- _Problem statement_
Take the data below. Output it exactly from its first line through the line containing "use indexmap::IndexMap;".

—————

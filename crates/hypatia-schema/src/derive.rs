//! Route derivation from a resolved contract document.
//!
//! Derivation walks every `(path, method)` pair of the document and
//! flattens it into a [`Route`]: uri, method, media types, a unique
//! identifier, per-location validation schemas, and a status-keyed map of
//! response rules. The input document is assumed structurally valid (an
//! upstream parser's responsibility); missing optional fields are treated
//! as empty, never as failures.

use std::collections::HashSet;

use http::Method;
use hypatia_core::{
    ContractDocument, Operation, Parameter, ParameterLocation, ResponseRules, Route,
    ValidateParams,
};
use indexmap::IndexMap;
use serde_json::{json, Value};
use tracing::debug;

use crate::error::{DeriveError, DeriveResult};
use crate::params::location_schema;

/// Derives one route per supported `(path, method)` pair.
///
/// # Example
///
/// ```
/// use hypatia_schema::derive_routes;
/// use serde_json::json;
///
/// let doc = serde_json::from_value(json!({
///     "basePath": "/v1",
///     "paths": {
///         "/pets": {
///             "get": {"operationId": "listPets", "responses": {}}
///         }
///     }
/// })).unwrap();
///
/// let routes = derive_routes(&doc).unwrap();
/// assert_eq!(routes.len(), 1);
/// assert_eq!(routes[0].uri, "/v1/pets");
/// assert_eq!(routes[0].id, "listPets");
/// ```
pub fn derive_routes(document: &ContractDocument) -> DeriveResult<Vec<Route>> {
    let mut ids = IdGenerator::new();
    // Explicit identifiers are reserved up front so a generated token can
    // never collide with one declared later in the document.
    for operations in document.paths.values() {
        for operation in operations.values() {
            if let Some(id) = &operation.id {
                ids.reserve(id);
            }
        }
    }

    let mut routes = Vec::new();
    for (template, operations) in &document.paths {
        for (method_key, operation) in operations {
            let Some(method) = supported_method(method_key) else {
                debug!(method = %method_key, path = %template, "skipping unsupported method key");
                continue;
            };

            let validate = derive_validate_params(operation, &method, template)?;
            let id = operation
                .id
                .clone()
                .unwrap_or_else(|| ids.generate(method_key, template));

            routes.push(Route {
                uri: join_paths(&document.base_path, template),
                method,
                consumes: operation
                    .consumes
                    .clone()
                    .unwrap_or_else(|| document.consumes.clone()),
                produces: operation
                    .produces
                    .clone()
                    .unwrap_or_else(|| document.produces.clone()),
                id,
                validate,
            });
        }
    }

    debug!(
        paths = document.paths.len(),
        routes = routes.len(),
        "derived routes from contract document"
    );
    Ok(routes)
}

/// Maps a lowercase OpenAPI method key to its HTTP method; unsupported
/// keys derive no route.
fn supported_method(key: &str) -> Option<Method> {
    match key.to_ascii_lowercase().as_str() {
        "get" => Some(Method::GET),
        "post" => Some(Method::POST),
        "put" => Some(Method::PUT),
        "delete" => Some(Method::DELETE),
        "options" => Some(Method::OPTIONS),
        "head" => Some(Method::HEAD),
        "patch" => Some(Method::PATCH),
        _ => None,
    }
}

fn derive_validate_params(
    operation: &Operation,
    method: &Method,
    template: &str,
) -> DeriveResult<ValidateParams> {
    let path_params: Vec<&Parameter> = operation.parameters_in(ParameterLocation::Path).collect();
    let query_params: Vec<&Parameter> = operation.parameters_in(ParameterLocation::Query).collect();
    let header_params: Vec<&Parameter> =
        operation.parameters_in(ParameterLocation::Header).collect();
    let body_params: Vec<&Parameter> = operation.parameters_in(ParameterLocation::Body).collect();
    let form_params: Vec<&Parameter> =
        operation.parameters_in(ParameterLocation::FormData).collect();

    if body_params.len() > 1 {
        return Err(DeriveError::MultipleBodyParameters {
            method: method.to_string(),
            path: template.to_string(),
        });
    }

    // Unknown path/query fields are rejected; headers stay permissive
    // since intermediaries add their own.
    let params = location_schema(&path_params, false);
    let query = location_schema(&query_params, false);
    let headers = location_schema(&header_params, true);

    let payload = if let Some(body) = body_params.first() {
        // The body's nested schema is used verbatim; a body parameter
        // without one still validates, permissively.
        Some(body.schema.clone().unwrap_or_else(|| json!({})))
    } else {
        location_schema(&form_params, false)
    };

    Ok(ValidateParams {
        params,
        query,
        headers,
        payload,
        responses: derive_responses(operation),
    })
}

/// Builds the status-keyed response rules.
///
/// A synthetic permissive `default` entry is injected first so undeclared
/// status codes validate instead of going unchecked; a declared `default`
/// response replaces it.
fn derive_responses(operation: &Operation) -> IndexMap<String, ResponseRules> {
    let mut responses = IndexMap::new();
    responses.insert(
        Route::DEFAULT_RESPONSE_KEY.to_string(),
        ResponseRules {
            payload: json!({}),
            headers: json!({}),
        },
    );

    for (key, spec) in &operation.responses {
        responses.insert(
            key.clone(),
            ResponseRules {
                payload: spec.schema.clone().unwrap_or_else(any_primitive_schema),
                headers: spec.headers.clone().unwrap_or_else(open_object_schema),
            },
        );
    }

    responses
}

/// Unconstrained-but-typed payload schema for declared responses without one.
fn any_primitive_schema() -> Value {
    json!({
        "type": ["array", "boolean", "integer", "number", "object", "string", "null"]
    })
}

/// Permissive open object schema for declared responses without a header
/// schema.
fn open_object_schema() -> Value {
    json!({"type": "object", "additionalProperties": true})
}

fn join_paths(base: &str, template: &str) -> String {
    let base = base.trim_end_matches('/');
    if template.starts_with('/') {
        format!("{}{}", base, template)
    } else {
        format!("{}/{}", base, template)
    }
}

/// Generates operation identifiers unique within one derivation run.
struct IdGenerator {
    used: HashSet<String>,
}

impl IdGenerator {
    fn new() -> Self {
        Self {
            used: HashSet::new(),
        }
    }

    fn reserve(&mut self, id: &str) {
        self.used.insert(id.to_string());
    }

    fn generate(&mut self, method: &str, template: &str) -> String {
        let base = format!("{}_{}", method.to_ascii_lowercase(), slug(template));
        let mut candidate = base.clone();
        let mut counter = 1;
        while self.used.contains(&candidate) {
            counter += 1;
            candidate = format!("{}_{}", base, counter);
        }
        self.used.insert(candidate.clone());
        candidate
    }
}

/// Collapses a path template into an identifier-safe token
/// (`/pets/{petId}` becomes `pets_petId`).
fn slug(template: &str) -> String {
    let mut out = String::with_capacity(template.len());
    let mut last_underscore = true;
    for c in template.chars() {
        if c.is_ascii_alphanumeric() {
            out.push(c);
            last_underscore = false;
        } else if !last_underscore {
            out.push('_');
            last_underscore = true;
        }
    }
    while out.ends_with('_') {
        out.pop();
    }
    out
}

—————

- _Output for this task_
filename crates/hypatia-schema/src/derive.rs
//! Route derivation from a resolved contract document.
//!
//! Derivation walks every `(path, method)` pair of the document and
//! flattens it into a [`Route`]: uri, method, media types, a unique
//! identifier, per-location validation schemas, and a status-keyed map of
//! response rules. The input document is assumed structurally valid (an
//! upstream parser's responsibility); missing optional fields are treated
//! as empty, never as failures.

use std::collections::HashSet;

use http::Method;
use hypatia_core::{
    ContractDocument, Operation, Parameter, ParameterLocation, ResponseRules, Route,
    ValidateParams,
};
use indexmap::IndexMap;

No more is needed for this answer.